RE: Mozilla Implements TLD Whitelist for Firefox in Response to IDN Homogr aphs Spoofing
Does anyone else think that it's not the job of a web browser to do
Phil said: this? Yes, it's recognized by Mozilla and others as the job of the Internet Architecture Board (in particular, the IAB-IDN group) to make a final decision on how to deal with homographs. However, for early adopters like Mozilla with a released software package that supports IDNs, they are taking an intermediate action until the committee comes up with a guideline. I think you're both right -- most applications can't feasibly manage their own Unicode Philosophy, but Mozilla needs to do something for the short term. -Jason -- Jason Sloderbeck Positive Networks jason @ positivenetworks . net
* Jason Sloderbeck:
Yes, it's recognized by Mozilla and others as the job of the Internet Architecture Board (in particular, the IAB-IDN group) to make a final decision on how to deal with homographs.
Homographs are a classical example of a PR attack. It's a complete non-issue. In practice, people don't use domain names to assess the credibility of web sites. 1/l/I and 0/O are homographs as well, and the Internet hasn't collapsed as a result. The really stunning thing about the whole mess is that nobody seems to grasp that technically, TLDs are not in a position to restrict name server operators to any character sets in the domain names they use. After all, I can add any domain name I want to my zone files.
Florian Weimer wrote:
* Jason Sloderbeck:
Yes, it's recognized by Mozilla and others as the job of the Internet Architecture Board (in particular, the IAB-IDN group) to make a final decision on how to deal with homographs.

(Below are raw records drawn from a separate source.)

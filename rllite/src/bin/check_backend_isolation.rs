//! Checks that training PPO on `torch` never loads `tf`.
//!
//! ```bash
//! cargo run --bin check_backend_isolation
//! ```
//!
//! Prints `ok` and exits 0 on success. Any failed check or library error
//! exits non-zero with a message naming what went wrong.

use std::process::ExitCode;

use rllite::{is_imported, register_all, Framework, PPOConfig, RlError, NO_TF_IMPORT_ENV};

enum Failure {
    Check(&'static str),
    Library(RlError),
}

impl From<RlError> for Failure {
    fn from(e: RlError) -> Self {
        Failure::Library(e)
    }
}

fn run() -> Result<(), Failure> {
    // Must start from a clean process.
    if std::env::var_os(NO_TF_IMPORT_ENV).is_some() {
        return Err(Failure::Check("suppression flag already set before the check started"));
    }
    if is_imported(Framework::Tf) {
        return Err(Failure::Check("`tf` imported before the check started"));
    }

    std::env::set_var(NO_TF_IMPORT_ENV, "1");
    register_all()?;
    if is_imported(Framework::Tf) {
        return Err(Failure::Check("`tf` initially present, when it shouldn't!"));
    }

    let mut algo = PPOConfig::new()
        .environment("CartPole-v1")
        .framework(Framework::Torch)
        .rollouts(0)
        .build()?;
    algo.train()?;

    if is_imported(Framework::Tf) {
        return Err(Failure::Check("`tf` should not be imported after creating and training PPO!"));
    }

    std::env::remove_var(NO_TF_IMPORT_ENV);
    algo.stop();
    Ok(())
}

fn main() -> ExitCode {
    match run() {
        Ok(()) => {
            println!("ok");
            ExitCode::SUCCESS
        }
        Err(Failure::Check(msg)) => {
            eprintln!("{}", msg);
            ExitCode::FAILURE
        }
        Err(Failure::Library(e)) => {
            eprintln!("error: {}", e);
            ExitCode::FAILURE
        }
    }
}
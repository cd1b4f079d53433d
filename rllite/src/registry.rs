//! Algorithm registry.
//!
//! Registration stores factories only. No entry touches a backend until
//! [`AlgorithmRegistry::build`] runs its factory for a concrete config, and
//! even then only the framework selected in the config is imported, through
//! the registry's [`ImportContext`].
//!
//! ```rust,ignore
//! std::env::set_var("RLLITE_TEST_NO_TF_IMPORT", "1");
//! rllite::register_all()?;
//! assert!(!rllite::framework::is_imported(Framework::Tf));
//! ```

use parking_lot::RwLock;
use std::collections::BTreeMap;
use std::fmt;
use std::sync::{Arc, OnceLock};

use crate::algorithm::{Algorithm, Trainable};
use crate::algorithms::loss::{A2cLoss, PpoLoss};
use crate::config::{A2CConfig, AlgorithmConfig, PPOConfig};
use crate::error::RlError;
use crate::framework::{BackendProbe, Framework, ImportContext, ImportPolicy};
use crate::trainer::build_on_policy;

/// Builds a trainable for a validated config.
pub type AlgorithmFactory = fn(AlgorithmConfig, &ImportContext) -> Result<Box<dyn Trainable>, RlError>;

/// Runs when an entry is registered. An error aborts the registration.
pub type RegisterHook = fn(&ImportContext) -> Result<(), RlError>;

/// One registered algorithm.
#[derive(Clone)]
pub struct AlgorithmEntry {
    /// Name looked up by `AlgorithmConfig::algo` (case-insensitive).
    pub name: &'static str,
    /// Default configuration.
    pub default_config: fn() -> AlgorithmConfig,
    /// Constructor.
    pub factory: AlgorithmFactory,
    /// Runs once when the entry is registered.
    pub on_register: Option<RegisterHook>,
}

impl AlgorithmEntry {
    /// Entry without a registration hook.
    pub fn new(name: &'static str, default_config: fn() -> AlgorithmConfig, factory: AlgorithmFactory) -> Self {
        Self {
            name,
            default_config,
            factory,
            on_register: None,
        }
    }

    /// Attach a registration hook.
    pub fn with_on_register(mut self, hook: RegisterHook) -> Self {
        self.on_register = Some(hook);
        self
    }
}

impl fmt::Debug for AlgorithmEntry {
    fn fmt(&self, f: &mut fmt::Formatter<'_>) -> fmt::Result {
        f.debug_struct("AlgorithmEntry")
            .field("name", &self.name)
            .field("on_register", &self.on_register.is_some())
            .finish()
    }
}

fn ppo_entry() -> AlgorithmEntry {
    AlgorithmEntry::new("PPO", PPOConfig::new, build_on_policy::<PpoLoss>)
}

fn a2c_entry() -> AlgorithmEntry {
    AlgorithmEntry::new("A2C", A2CConfig::new, build_on_policy::<A2cLoss>)
}

/// Built-in algorithm entries.
pub fn builtin_entries() -> Vec<AlgorithmEntry> {
    vec![ppo_entry(), a2c_entry()]
}

// ============================================================================
// Registration options
// ============================================================================

/// Import policy and probe installed by a registration call.
#[derive(Clone, Default)]
pub struct RegistrationOptions {
    policy: ImportPolicy,
    probe: Option<Arc<dyn BackendProbe>>,
}

impl RegistrationOptions {
    /// Policy read from the process environment.
    pub fn from_env() -> Self {
        Self {
            policy: ImportPolicy::from_env(),
            probe: None,
        }
    }

    /// No framework suppressed.
    pub fn allow_all() -> Self {
        Self::default()
    }

    /// Suppress `framework` on the guarded import path.
    pub fn suppress(mut self, framework: Framework) -> Self {
        self.policy = self.policy.suppress(framework);
        self
    }

    /// Observe imports made through the registry.
    pub fn with_probe(mut self, probe: Arc<dyn BackendProbe>) -> Self {
        self.probe = Some(probe);
        self
    }

    /// The import policy.
    pub fn policy(&self) -> &ImportPolicy {
        &self.policy
    }

    /// Import context for these options.
    pub fn into_context(self) -> ImportContext {
        let ctx = ImportContext::new(self.policy);
        match self.probe {
            Some(probe) => ctx.with_probe(probe),
            None => ctx,
        }
    }
}

impl fmt::Debug for RegistrationOptions {
    fn fmt(&self, f: &mut fmt::Formatter<'_>) -> fmt::Result {
        f.debug_struct("RegistrationOptions")
            .field("policy", &self.policy)
            .field("probe", &self.probe.is_some())
            .finish()
    }
}

// ============================================================================
// Registry
// ============================================================================

/// Name to factory map plus the import context factories build under.
#[derive(Debug, Default)]
pub struct AlgorithmRegistry {
    entries: BTreeMap<String, AlgorithmEntry>,
    import: ImportContext,
}

impl AlgorithmRegistry {
    /// Empty registry that allows every framework.
    pub fn new() -> Self {
        Self::default()
    }

    /// Empty registry with the given options.
    pub fn with_options(options: RegistrationOptions) -> Self {
        Self {
            entries: BTreeMap::new(),
            import: options.into_context(),
        }
    }

    /// Replace the import context used by later builds.
    pub fn set_options(&mut self, options: RegistrationOptions) {
        self.import = options.into_context();
    }

    /// Import context in effect.
    pub fn import_context(&self) -> &ImportContext {
        &self.import
    }

    /// Run the entry's hook, then register or replace it.
    ///
    /// A failing hook leaves the registry unchanged.
    pub fn register(&mut self, entry: AlgorithmEntry) -> Result<(), RlError> {
        if let Some(hook) = entry.on_register {
            hook(&self.import)?;
        }
        log::debug!("registered algorithm {}", entry.name);
        self.entries.insert(entry.name.to_ascii_uppercase(), entry);
        Ok(())
    }

    /// Register PPO and A2C.
    pub fn register_builtins(&mut self) -> Result<(), RlError> {
        builtin_entries().into_iter().try_for_each(|entry| self.register(entry))
    }

    /// Look up an entry, ignoring case.
    pub fn get(&self, name: &str) -> Option<&AlgorithmEntry> {
        self.entries.get(&name.to_ascii_uppercase())
    }

    /// Whether `name` is registered.
    pub fn contains(&self, name: &str) -> bool {
        self.get(name).is_some()
    }

    /// Registered names, sorted.
    pub fn names(&self) -> Vec<&'static str> {
        self.entries.values().map(|e| e.name).collect()
    }

    pub fn len(&self) -> usize {
        self.entries.len()
    }

    pub fn is_empty(&self) -> bool {
        self.entries.is_empty()
    }

    /// Default config of a registered algorithm.
    pub fn default_config(&self, name: &str) -> Result<AlgorithmConfig, RlError> {
        self.get(name)
            .map(|e| (e.default_config)())
            .ok_or_else(|| RlError::UnknownAlgorithm(name.to_string()))
    }

    /// Build the algorithm named by `config.algo`.
    pub fn build(&self, config: AlgorithmConfig) -> Result<Algorithm, RlError> {
        let entry = self
            .get(&config.algo)
            .ok_or_else(|| RlError::UnknownAlgorithm(config.algo.clone()))?;
        log::debug!("building {} on `{}`", entry.name, config.framework);
        let trainable = (entry.factory)(config, &self.import)?;
        Ok(Algorithm::new(trainable))
    }
}

// ============================================================================
// Global registry
// ============================================================================

static REGISTRY: OnceLock<RwLock<AlgorithmRegistry>> = OnceLock::new();

/// Process-wide registry used by [`AlgorithmConfig::build`].
///
/// Starts empty with the import policy read from the environment at first
/// access.
pub fn global_registry() -> &'static RwLock<AlgorithmRegistry> {
    REGISTRY.get_or_init(|| RwLock::new(AlgorithmRegistry::with_options(RegistrationOptions::from_env())))
}

/// Register all built-in algorithms with the policy read from the
/// environment.
pub fn register_all() -> Result<(), RlError> {
    register_all_with(RegistrationOptions::from_env())
}

/// Register all built-in algorithms with explicit options.
///
/// Replaces the global import context; entries are replaced in place, so
/// repeated calls are harmless. Errors from registration hooks are
/// returned as is.
pub fn register_all_with(options: RegistrationOptions) -> Result<(), RlError> {
    let mut registry = global_registry().write();
    registry.set_options(options);
    registry.register_builtins()
}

Homographs are a classical example of a PR attack. It's a complete non-issue. In practice, people don't use domain names to assess the credibility of web sites. 1/l/I and 0/O are homographs as well, and the Internet hasn't collapsed as a result.
The really stunning thing about the whole mess is that nobody seems to grasp that technically, TLDs are not in a position to restrict name server operators to any character sets in the domain names they use. After all, I can add any domain name I want to my zone files.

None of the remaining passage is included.